本文章由计算机程序翻译，如有差异，请以英文原文为准。

求助全文

约1分钟内获得全文去求助

来源期刊

International Journal of Mechanical Sciences 工程技术-工程：机械

CiteScore

12.80

自引率

17.80%

发文量

769

审稿时长

19 days

期刊介绍： The International Journal of Mechanical Sciences (IJMS) serves as a global platform for the publication and dissemination of original research that contributes to a deeper scientific understanding of the fundamental disciplines within mechanical, civil, and material engineering. The primary focus of IJMS is to showcase innovative and ground-breaking work that utilizes analytical and computational modeling techniques, such as Finite Element Method (FEM), Boundary Element Method (BEM), and mesh-free methods, among others. These modeling methods are applied to diverse fields including rigid-body mechanics (e.g., dynamics, vibration, stability), structural mechanics, metal forming, advanced materials (e.g., metals, composites, cellular, smart) behavior and applications, impact mechanics, strain localization, and other nonlinear effects (e.g., large deflections, plasticity, fracture).

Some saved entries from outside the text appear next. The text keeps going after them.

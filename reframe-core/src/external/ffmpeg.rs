//! ffmpeg argument synthesis for the letterbox transcode.
//!
//! The argument list re-encodes the first video stream through the fit filter
//! chain, reproduces the source's rate, pixel format and color tags, and copies
//! the first audio stream untouched.

use crate::config::VideoCodec;
use crate::external::ffmpeg_builder::VideoFilterChain;
use crate::media::{MediaProfile, Rotation};
use crate::processing::geometry::FitTransform;

use std::path::Path;

/// Encoder choices that do not come from the source file.
#[derive(Debug, Clone, Copy, Default, PartialEq, Eq)]
pub struct EncodeOptions {
    pub codec: VideoCodec,
    /// Constant-quality override; wins over the source bitrate
    pub crf: Option<u8>,
    /// Manual rotation; replaces the container's rotation tag
    pub rotate: Option<Rotation>,
}

/// The WebM muxer only takes VP8/VP9/AV1, so other codecs go into Matroska.
fn needs_matroska_muxer(output: &Path, codec: VideoCodec) -> bool {
    codec != VideoCodec::Av1
        && output
            .extension()
            .and_then(|e| e.to_str())
            .is_some_and(|e| e.eq_ignore_ascii_case("webm"))
}

/// Builds the ffmpeg argument list (program name excluded) that writes
/// `output` from `input`.
///
/// Pure: nothing is created on disk.
pub fn build_ffmpeg_args(
    input: &Path,
    output: &Path,
    profile: &MediaProfile,
    transform: &FitTransform,
    options: &EncodeOptions,
) -> Vec<String> {
    let mut args: Vec<String> = Vec::with_capacity(48);
    let mut push = |items: &[&str]| args.extend(items.iter().map(|s| s.to_string()));

    let matroska = needs_matroska_muxer(output, options.codec);
    let input = input.to_string_lossy();
    let output = output.to_string_lossy();

    push(&["-hide_banner", "-nostdin", "-y"]);
    if options.rotate.is_some() {
        push(&["-noautorotate"]);
    }
    push(&["-i", &*input]);

    push(&["-map", "0:v:0"]);
    if profile.has_audio {
        push(&["-map", "0:a:0"]);
    }

    if let Some(filters) = VideoFilterChain::new().add_fit(transform, options.rotate).build() {
        push(&["-vf", filters.as_str()]);
    }

    let codec = options.codec;
    push(&["-c:v", codec.encoder(), "-preset", codec.preset()]);
    if let Some(tag) = codec.codec_tag() {
        push(&["-tag:v", tag]);
    }

    match (options.crf, profile.bit_rate) {
        (Some(crf), _) => push(&["-crf", crf.to_string().as_str()]),
        (None, Some(bit_rate)) => {
            let rate = bit_rate.to_string();
            let buffer = bit_rate.saturating_mul(2).to_string();
            push(&["-b:v", rate.as_str(), "-maxrate", rate.as_str(), "-bufsize", buffer.as_str()]);
        }
        (None, None) => push(&["-crf", codec.default_crf().to_string().as_str()]),
    }

    push(&["-threads", "0"]);

    if let Some(pix_fmt) = &profile.pixel_format {
        push(&["-pix_fmt", pix_fmt.as_str()]);
    }

    let color_tags = [
        ("-colorspace", &profile.color_space),
        ("-color_range", &profile.color_range),
        ("-color_trc", &profile.color_transfer),
        ("-color_primaries", &profile.color_primaries),
    ];
    for (flag, value) in color_tags {
        if let Some(value) = value {
            push(&[flag, value.as_str()]);
        }
    }

    if let Some(rate) = profile.frame_rate {
        push(&["-r", rate.to_string().as_str()]);
    }

    if profile.has_audio {
        push(&["-c:a", "copy"]);
    } else {
        push(&["-an"]);
    }

    // Rotation is baked into the pixels; clear the tag so players don't rotate again
    push(&["-metadata:s:v:0", "rotate=0"]);
    push(&["-movflags", "+faststart"]);
    if matroska {
        push(&["-f", "matroska"]);
    }
    push(&[&*output]);

    args
}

Additionally, IJMS covers the realms of fluid mechanics (both external and internal flows), tribology, thermodynamics, and materials processing. These subjects collectively form the core of the journal's content. In summary, IJMS provides a prestigious platform for researchers to present their original contributions, shedding light on analytical and computational modeling methods in various areas of mechanical engineering, as well as exploring the behavior and application of advanced materials, fluid mechanics, thermodynamics, and materials processing.